La bronca no afloja: Más de la mitad de los argentinos se siente de clase baja o media-baja
Un estudio revela que la mayoría se ve en la lona, desconfía de los números oficiales y cree que los de arriba son los únicos que ganan con las medidas.
Mirá qué paradoja: el 40,5% dice que su bolsillo anda mal o muy mal, pero esto es un poquito menos que en julio. Sin embargo, cuando miramos el panorama nacional, la cosa es mucho peor: el 64% califica la situación del país como mala o muy mala, ¡un salto de más de 11 puntos en un mes! Como que uno se acomoda, pero ve que el barco general hace agua.

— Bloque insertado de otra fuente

//! The three-index triple store.
//!
//! Records live in a slot arena. Three ordered indexes, one per
//! [`IndexOrder`], map each record's [`IndexKey`] to its slot. Every mutation
//! goes through [`TripleStore::link`] or [`TripleStore::unlink`], which touch
//! the arena and all three indexes together, so the indexes always hold the
//! same set of records.
//!
//! # Complexity
//!
//! | Operation | Cost |
//! |-----------|------|
//! | `add`     | O(log N) |
//! | `query`   | O(log N + M) |
//! | `remove`  | O(log N + M + K log N) |
//! | render    | O(N) |
//!
//! M is the size of the scanned sub-range: the records sharing the pattern's
//! leading literal fields under the chosen order. M equals the number of
//! matches K whenever every wild field trails the literal ones in that order.
//! The only pattern shape where it does not is `(e, *, p)`, which is served
//! entity-led and scans every record of `e`.

use std::collections::BTreeMap;
use std::fmt;
use std::sync::Arc;

use crate::config::StoreConfig;
use crate::error::StoreError;
use crate::ids::IdGenerator;
use crate::order::{IndexKey, IndexOrder};
use crate::record::Record;

/// Position of a record in the arena.
#[derive(Debug, Clone, Copy, PartialEq, Eq)]
struct Slot(usize);

/// How a pattern was, or would be, evaluated.
#[derive(Debug, Clone, Copy, PartialEq, Eq)]
pub struct QueryPlan {
    /// Index the scan runs over.
    pub order: IndexOrder,
    /// Leading literal fields of the pattern under `order`.
    pub bound_fields: usize,
    /// Index entries visited.
    pub scanned: usize,
    /// Entries that matched the pattern.
    pub matched: usize,
}

/// In-memory three-column database.
///
/// Not internally synchronized. Callers sharing a store across threads must
/// hold one exclusive lock around each whole operation.
#[derive(Debug)]
pub struct TripleStore {
    ids: Arc<IdGenerator>,
    config: StoreConfig,
    slots: Vec<Option<Record>>,
    free: Vec<Slot>,
    indexes: [BTreeMap<IndexKey, Slot>; 3],
}

impl Default for TripleStore {
    fn default() -> Self {
        Self::new()
    }
}

impl TripleStore {
    /// Create an empty store with its own id sequence and default config.
    #[must_use]
    pub fn new() -> Self {
        Self::with_config(StoreConfig::default())
    }

    /// Create an empty store with the given configuration.
    #[must_use]
    pub fn with_config(config: StoreConfig) -> Self {
        Self::with_parts(config, Arc::new(IdGenerator::new()))
    }

    /// Create an empty store drawing record ids from a shared generator.
    #[must_use]
    pub fn with_id_generator(ids: Arc<IdGenerator>) -> Self {
        Self::with_parts(StoreConfig::default(), ids)
    }

    /// Create an empty store from a configuration and an id generator.
    #[must_use]
    pub const fn with_parts(config: StoreConfig, ids: Arc<IdGenerator>) -> Self {
        Self {
            ids,
            config,
            slots: Vec::new(),
            free: Vec::new(),
            indexes: [BTreeMap::new(), BTreeMap::new(), BTreeMap::new()],
        }
    }

    /// The id generator records are drawn from.
    #[must_use]
    pub const fn id_generator(&self) -> &Arc<IdGenerator> {
        &self.ids
    }

    /// Current wildcard placeholder.
    #[must_use]
    pub fn wildcard(&self) -> &str {
        &self.config.wildcard
    }

    /// Replace the wildcard placeholder.
    ///
    /// Affects only later queries and removals. Stored records are literal and
    /// keep no memory of the placeholder in force when they were added.
    pub fn set_wildcard(&mut self, wildcard: impl Into<String>) {
        self.config.wildcard = wildcard.into();
        tracing::debug!(wildcard = %self.config.wildcard, "wildcard changed");
    }

    /// Number of stored records.
    #[must_use]
    pub fn len(&self) -> usize {
        self.primary().len()
    }

    /// Whether the store holds no records.
    #[must_use]
    pub fn is_empty(&self) -> bool {
        self.primary().is_empty()
    }

    /// Whether a literal record with exactly these fields is stored.
    #[must_use]
    pub fn contains(&self, entity: &str, relation: &str, property: &str) -> bool {
        let key = IndexOrder::EntityRelationProperty.literal_key(entity, relation, property);
        self.primary().contains_key(&key)
    }

    /// Stored records in entity, relation, property order.
    pub fn iter(&self) -> impl Iterator<Item = &Record> + '_ {
        self.primary().values().map(|&slot| self.record(slot))
    }

    /// Add a record if it is not already present.
    ///
    /// Any text is accepted, including text equal to the current wildcard.
    /// Returns `false` for duplicates and for absent fields.
    pub fn add<'a>(
        &mut self,
        entity: impl Into<Option<&'a str>>,
        relation: impl Into<Option<&'a str>>,
        property: impl Into<Option<&'a str>>,
    ) -> bool {
        match self.try_add(entity, relation, property) {
            Ok(added) => added,
            Err(e) => {
                tracing::warn!("rejected add: {e}");
                false
            }
        }
    }

    /// Add a record, reporting absent fields as an error.
    ///
    /// `Ok(false)` means an equal record was already stored.
    pub fn try_add<'a>(
        &mut self,
        entity: impl Into<Option<&'a str>>,
        relation: impl Into<Option<&'a str>>,
        property: impl Into<Option<&'a str>>,
    ) -> Result<bool, StoreError> {
        let record = Record::try_literal(&self.ids, entity.into(), relation.into(), property.into())?;

        if self
            .primary()
            .contains_key(&IndexOrder::EntityRelationProperty.key(&record))
        {
            tracing::debug!(record = %record, "duplicate not added");
            return Ok(false);
        }

        tracing::debug!(id = %record.id(), record = %record, "added");
        self.link(record);
        Ok(true)
    }

    /// Records matching the pattern, in the chosen index's order.
    ///
    /// Fields equal to the current wildcard are wild.
    #[must_use]
    pub fn query(&self, entity: &str, relation: &str, property: &str) -> Vec<Record> {
        let pattern = self.pattern(entity, relation, property);
        let (_, slots) = self.scan(&pattern);
        slots.into_iter().map(|slot| self.record(slot).clone()).collect()
    }

    /// Remove every record matching the pattern. Returns how many were removed.
    pub fn remove(&mut self, entity: &str, relation: &str, property: &str) -> usize {
        let pattern = self.pattern(entity, relation, property);
        // The sub-range is collected before any unlink so removals cannot
        // disturb the walk.
        let (plan, slots) = self.scan(&pattern);
        for slot in slots {
            let record = self.unlink(slot);
            tracing::debug!(id = %record.id(), record = %record, "removed");
        }
        plan.matched
    }

    /// Describe how a query or removal with this pattern is evaluated.
    ///
    /// Runs the bounded scan without collecting records.
    #[must_use]
    pub fn explain(&self, entity: &str, relation: &str, property: &str) -> QueryPlan {
        let pattern = self.pattern(entity, relation, property);
        self.scan(&pattern).0
    }

    /// Remove every record.
    pub fn clear(&mut self) {
        self.slots.clear();
        self.free.clear();
        for index in &mut self.indexes {
            index.clear();
        }
        tracing::debug!("cleared");
    }

    /// Check that all three indexes hold exactly the arena's live records.
    pub fn verify_indexes(&self) -> Result<(), StoreError> {
        let records = self.slots.iter().filter(|slot| slot.is_some()).count();

        for order in IndexOrder::ALL {
            let index = &self.indexes[order.index()];
            let agreeing = index
                .iter()
                .filter(|(key, slot)| {
                    matches!(
                        self.slots.get(slot.0),
                        Some(Some(record)) if order.key(record) == **key
                    )
                })
                .count();

            if agreeing != records || index.len() != records {
                return Err(StoreError::IndexMismatch {
                    order,
                    records,
                    entries: index.len(),
                    agreeing,
                });
            }
        }
        Ok(())
    }

    const fn primary(&self) -> &BTreeMap<IndexKey, Slot> {
        &self.indexes[IndexOrder::EntityRelationProperty.index()]
    }

    fn pattern(&self, entity: &str, relation: &str, property: &str) -> Record {
        Record::pattern(&self.ids, &self.config.wildcard, entity, relation, property)
    }

    fn record(&self, slot: Slot) -> &Record {
        match self.slots.get(slot.0) {
            Some(Some(record)) => record,
            _ => panic!("index entry points at empty slot {}", slot.0),
        }
    }

    /// Walk the sub-range of the best index for `pattern`, returning the plan
    /// and the slots of every match in index order.
    fn scan(&self, pattern: &Record) -> (QueryPlan, Vec<Slot>) {
        let order = IndexOrder::for_pattern(pattern);
        let key = order.key(pattern);
        let bound_fields = key.prefix_len();

        let mut scanned = 0;
        let mut slots = Vec::new();
        for (_, &slot) in self.indexes[order.index()]
            .range(key.lower_bound(bound_fields)..)
            .take_while(|(stored, _)| stored.shares_prefix(&key, bound_fields))
        {
            scanned += 1;
            if self.record(slot).matches(pattern) {
                slots.push(slot);
            }
        }

        let plan = QueryPlan {
            order,
            bound_fields,
            scanned,
            matched: slots.len(),
        };
        tracing::trace!(
            order = %plan.order,
            bound = plan.bound_fields,
            scanned = plan.scanned,
            matched = plan.matched,
            "scan"
        );
        (plan, slots)
    }

    /// Place a record in the arena and all three indexes.
    fn link(&mut self, record: Record) -> Slot {
        let keys = IndexOrder::ALL.map(|order| order.key(&record));

        let slot = if let Some(slot) = self.free.pop() {
            self.slots[slot.0] = Some(record);
            slot
        } else {
            self.slots.push(Some(record));
            Slot(self.slots.len() - 1)
        };

        for (index, key) in self.indexes.iter_mut().zip(keys) {
            let previous = index.insert(key, slot);
            assert!(previous.is_none(), "index already held this record");
        }
        slot
    }

    /// Take a record out of the arena and all three indexes.
    fn unlink(&mut self, slot: Slot) -> Record {
        let Some(record) = self.slots.get_mut(slot.0).and_then(Option::take) else {
            panic!("unlink of empty slot {}", slot.0);
        };

        for order in IndexOrder::ALL {
            let removed = self.indexes[order.index()].remove(&order.key(&record));
            assert_eq!(removed, Some(slot), "{order} index out of sync with arena");
        }
        self.free.push(slot);
        record
    }
}

impl fmt::Display for TripleStore {
    fn fmt(&self, f: &mut fmt::Formatter<'_>) -> fmt::Result {
        for record in self.iter() {
            writeln!(f, "{}", record.render(self.config.field_width))?;
        }
        Ok(())
    }
}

Y ni hablar de la inflación. La gente no se come el cuento de los números oficiales. Casi el 68% de los encuestados cree que los datos del INDEC no reflejan lo que realmente sube el costo de vida. ¡Un aumento zarpado de la desconfianza! Acá se nota la grieta, porque los que votaron a Milei confían un poco más en las cifras, pero los de Massa, casi nada.
¿Qué nos preocupa más? La economía y la inflación se llevan el primer puesto, de lejos, para casi el 29% de la gente. Después viene la corrupción, el desempleo y la inseguridad, en ese orden. Son los temas que nos quitan el sueño a la mayoría.
Pero ojo, que acá también se ve la división política. Los que bancaron a Milei ponen la corrupción primero, después la inseguridad y recién ahí la economía. En cambio, los que votaron a Massa tienen el foco casi exclusivamente en el bolsillo: la situación económica y la inflación son su principal problema, seguido por el desempleo.
Y la frutilla del postre: ¿quiénes se benefician con las políticas del Gobierno? El 67,8% de la gente piensa que la clase alta es la que mejor la pasa. Esto demuestra que muchos sienten que los costos y los beneficios no se reparten de forma justa, y eso genera un manso malestar social.
En resumen, la gente se siente apretada, desconfía de los números que bajan de arriba y cree que el reparto de la torta es desigual. Un combo explosivo que explica bastante el humor social que se respira en cada barrio.